[Collected data]
• • •
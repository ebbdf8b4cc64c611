use pathdraw_core::{Direction, Input};

#[derive(Copy, Clone, Debug, PartialEq, Eq)]
pub enum KeyAction {
    Apply(Input),
    Quit,
}

fn named_key(token: &str) -> Option<KeyAction> {
    use Direction::*;
    use KeyAction::*;

    Some(match token {
        "up" | "arrowup" => Apply(Input::Move(Up)),
        "down" | "arrowdown" => Apply(Input::Move(Down)),
        "left" | "arrowleft" => Apply(Input::Move(Left)),
        "right" | "arrowright" => Apply(Input::Move(Right)),
        "reset" | "esc" | "escape" => Apply(Input::Reset),
        "q" | "quit" | "exit" => Quit,
        _ => return None,
    })
}

fn letter_key(letter: char) -> Option<KeyAction> {
    use Direction::*;
    use KeyAction::*;

    Some(match letter {
        'u' => Apply(Input::Move(Up)),
        'd' => Apply(Input::Move(Down)),
        'l' => Apply(Input::Move(Left)),
        'r' => Apply(Input::Move(Right)),
        'x' => Apply(Input::Reset),
        _ => return None,
    })
}

/// Maps one whitespace-free token to actions.
///
/// Named keys match first; otherwise the token is read as a run of single-letter keys
/// (`u`, `d`, `l`, `r`, `x`), so `rrdd` is four moves. Anything else yields nothing.
pub fn parse_token(token: &str) -> Vec<KeyAction> {
    let token = token.to_ascii_lowercase();
    if let Some(action) = named_key(&token) {
        return vec![action];
    }

    let letters: Option<Vec<_>> = token.chars().map(letter_key).collect();
    match letters {
        Some(actions) if !actions.is_empty() => actions,
        _ => {
            log::warn!("ignoring unrecognized key {:?}", token);
            Vec::new()
        }
    }
}

pub fn parse_line(line: &str) -> Vec<KeyAction> {
    line.split_whitespace().flat_map(parse_token).collect()
}

#[cfg(test)]
mod tests {
    use super::*;
    use Direction::*;
    use KeyAction::*;

    #[test]
    fn named_keys_are_case_insensitive() {
        assert_eq!(parse_token("ArrowUp"), vec![Apply(Input::Move(Up))]);
        assert_eq!(parse_token("LEFT"), vec![Apply(Input::Move(Left))]);
        assert_eq!(parse_token("Escape"), vec![Apply(Input::Reset)]);
        assert_eq!(parse_token("quit"), vec![Quit]);
    }

    #[test]
    fn letter_runs_expand() {
        assert_eq!(
            parse_token("rdlx"),
            vec![
                Apply(Input::Move(Right)),
                Apply(Input::Move(Down)),
                Apply(Input::Move(Left)),
                Apply(Input::Reset),
            ]
        );
    }

    #[test]
    fn unknown_tokens_are_dropped() {
        assert!(parse_token("rzd").is_empty());
        assert_eq!(
            parse_line("up jump  r"),
            vec![Apply(Input::Move(Up)), Apply(Input::Move(Right))]
        );
    }
}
• • •
Work task.
I need all of the records above retyped exactly, please.

Result of the exercise.
repository ebbdf8b4cc64c611
use pathdraw_core::{Direction, Input};

#[derive(Copy, Clone, Debug, PartialEq, Eq)]
pub enum KeyAction {
    Apply(Input),
    Quit,
}

fn named_key(token: &str) -> Option<KeyAction> {
    use Direction::*;
    use KeyAction::*;

    Some(match token {
        "up" | "arrowup" => Apply(Input::Move(Up)),
        "down" | "arrowdown" => Apply(Input::Move(Down)),
        "left" | "arrowleft" => Apply(Input::Move(Left)),
        "right" | "arrowright" => Apply(Input::Move(Right)),
        "reset" | "esc" | "escape" => Apply(Input::Reset),
        "q" | "quit" | "exit" => Quit,
        _ => return None,
    })
}

fn letter_key(letter: char) -> Option<KeyAction> {
    use Direction::*;
    use KeyAction::*;

    Some(match letter {
        'u' => Apply(Input::Move(Up)),
        'd' => Apply(Input::Move(Down)),
        'l' => Apply(Input::Move(Left)),
        'r' => Apply(Input::Move(Right)),
        'x' => Apply(Input::Reset),
        _ => return None,
    })
}

/// Maps one whitespace-free token to actions.
///
/// Named keys match first; otherwise the token is read as a run of single-letter keys
/// (`u`, `d`, `l`, `r`, `x`), so `rrdd` is four moves. Anything else yields nothing.
pub fn parse_token(token: &str) -> Vec<KeyAction> {
    let token = token.to_ascii_lowercase();
    if let Some(action) = named_key(&token) {
        return vec![action];
    }

    let letters: Option<Vec<_>> = token.chars().map(letter_key).collect();
    match letters {
        Some(actions) if !actions.is_empty() => actions,
        _ => {
            log::warn!("ignoring unrecognized key {:?}", token);
            Vec::new()
        }
    }
}

pub fn parse_line(line: &str) -> Vec<KeyAction> {
    line.split_whitespace().flat_map(parse_token).collect()
}

#[cfg(test)]
mod tests {
    use super::*;
    use Direction::*;
    use KeyAction::*;

    #[test]
    fn named_keys_are_case_insensitive() {
        assert_eq!(parse_token("ArrowUp"), vec![Apply(Input::Move(Up))]);
        assert_eq!(parse_token("LEFT"), vec![Apply(Input::Move(Left))]);
        assert_eq!(parse_token("Escape"), vec![Apply(Input::Reset)]);
        assert_eq!(parse_token("quit"), vec![Quit]);
    }

    #[test]
    fn letter_runs_expand() {
        assert_eq!(
            parse_token("rdlx"),
            vec![
                Apply(Input::Move(Right)),
                Apply(Input::Move(Down)),
                Apply(Input::Move(Left)),
                Apply(Input::Reset),
            ]
        );
    }

    #[test]
    fn unknown_tokens_are_dropped() {
        assert!(parse_token("rzd").is_empty());
        assert_eq!(
            parse_line("up jump  r"),
            vec![Apply(Input::Move(Up)), Apply(Input::Move(Right))]
        );
    }
}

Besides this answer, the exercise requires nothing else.